What is required → Write out exactly the line containing "nested, step.name(), kind)?;" along with each line that follows it in the records below, and no others.

>>>

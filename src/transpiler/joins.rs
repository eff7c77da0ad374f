//! Path and join resolution.
//!
//! A [`Path`] is replayed root-to-leaf. Property hops add one slot table;
//! association hops add the slot table and then the target entity table.
//! Joins already present in the SELECT for the same source row and slot are
//! reused instead of duplicated.

use crate::ast::{JoinKind, Path, PathStep, QualifiedName};
use crate::error::{EavError, EavResult};
use crate::schema::SlotInfo;
use crate::transpiler::CompileContext;
use crate::transpiler::conditions::Condition;
use crate::transpiler::query::{ColumnRef, JoinEdge, JoinKey, SelectQuery, TableAlias};

/// How far the resolver goes when the leaf is an association.
#[derive(Debug, Clone, Copy, PartialEq, Eq)]
pub enum JoinTarget {
    /// Stop at the association slot table.
    Slot,
    /// Continue to the associated entity table.
    Entity,
}

/// Aliases reached by a resolved path.
#[derive(Debug, Clone, Copy, PartialEq, Eq)]
pub struct ResolvedPath {
    /// Table of the leaf slot.
    pub slot: TableAlias,
    /// Entity table reached by the leaf association, when joined.
    pub target: Option<TableAlias>,
}

impl ResolvedPath {
    /// Column holding the leaf value: the target identity for joined
    /// associations, otherwise the slot value.
    pub(crate) fn value_column(&self, ctx: &CompileContext<'_>) -> ColumnRef {
        match self.target {
            Some(entity) => ColumnRef::new(entity, &ctx.layout.entity_identity_column),
            None => ColumnRef::new(self.slot, &ctx.layout.value_column),
        }
    }
}

pub(crate) fn slot_info<'c>(
    ctx: &'c CompileContext<'_>,
    name: &QualifiedName,
) -> EavResult<&'c SlotInfo> {
    ctx.metadata
        .slot(name)
        .ok_or_else(|| EavError::MissingSlotMetadata(name.clone()))
}

/// Join the slot table of `name` from a source row.
///
/// `nested` slots additionally link their parent column to the source row id.
pub(crate) fn join_slot(
    ctx: &CompileContext<'_>,
    query: &mut SelectQuery,
    source: TableAlias,
    nested: bool,
    name: &QualifiedName,
    kind: JoinKind,
) -> EavResult<TableAlias> {
    let key = JoinKey::Slot { source, name: name.clone() };
    if let Some(alias) = query.memoized(&key) {
        tracing::trace!(%source, %alias, slot = %name, "reusing join");
        return Ok(alias);
    }

    let table = slot_info(ctx, name)?.table.clone();
    let layout = ctx.layout;
    let target = query.next_alias();
    let mut on = vec![Condition::ColumnEq(
        ColumnRef::new(target, &layout.entity_pk_column),
        ColumnRef::new(source, &layout.entity_pk_column),
    )];
    if nested {
        on.push(Condition::ColumnEq(
            ColumnRef::new(target, &layout.parent_column),
            ColumnRef::new(source, &layout.qname_id_column),
        ));
    }

    Ok(query.push_join(key, JoinEdge { source, target, table, kind, on }))
}

/// Join the entity table referenced by an association slot row.
fn join_target(
    ctx: &CompileContext<'_>,
    query: &mut SelectQuery,
    slot: TableAlias,
    kind: JoinKind,
) -> TableAlias {
    let key = JoinKey::Target { slot };
    if let Some(alias) = query.memoized(&key) {
        return alias;
    }

    let layout = ctx.layout;
    let target = query.next_alias();
    let on = vec![Condition::ColumnEq(
        ColumnRef::new(target, &layout.entity_pk_column),
        ColumnRef::new(slot, &layout.value_column),
    )];
    query.push_join(
        key,
        JoinEdge { source: slot, target, table: layout.entity_table.clone(), kind, on },
    )
}

/// Emit the join chain from the root entity to the leaf of `path`.
pub(crate) fn resolve_path(
    ctx: &CompileContext<'_>,
    query: &mut SelectQuery,
    path: &Path,
    kind: JoinKind,
    leaf_target: JoinTarget,
) -> EavResult<ResolvedPath> {
    // Walk leaf-to-root onto a stack, then pop root-to-leaf.
    let mut stack: Vec<&PathStep> = path.steps().iter().rev().collect();

    let mut entity = TableAlias::ROOT;
    let mut enclosing: Option<TableAlias> = None;
    let mut resolved = ResolvedPath { slot: TableAlias::ROOT, target: None };

    while let Some(step) = stack.pop() {
        let (source, nested) = match enclosing {
            Some(row) => (row, true),
            None => (entity, false),
        };
        let slot = join_slot(ctx, query, source, nested, step.name(), kind)?;
        resolved = ResolvedPath { slot, target: None };

        match step {
            PathStep::Property(_) => enclosing = Some(slot),
            PathStep::Association(_) | PathStep::ManyAssociation(_) => {
                if !stack.is_empty() || leaf_target == JoinTarget::Entity {
                    entity = join_target(ctx, query, slot, kind);
                    enclosing = None;
                    resolved.target = Some(entity);
                }
            }
        }
    }

    Ok(resolved)
}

<<<

Result of this task →
        let slot = join_slot(ctx, query, source, nested, step.name(), kind)?;
        resolved = ResolvedPath { slot, target: None };

        match step {
            PathStep::Property(_) => enclosing = Some(slot),
            PathStep::Association(_) | PathStep::ManyAssociation(_) => {
                if !stack.is_empty() || leaf_target == JoinTarget::Entity {
                    entity = join_target(ctx, query, slot, kind);
                    enclosing = None;
                    resolved.target = Some(entity);
                }
            }
        }
    }

    Ok(resolved)
}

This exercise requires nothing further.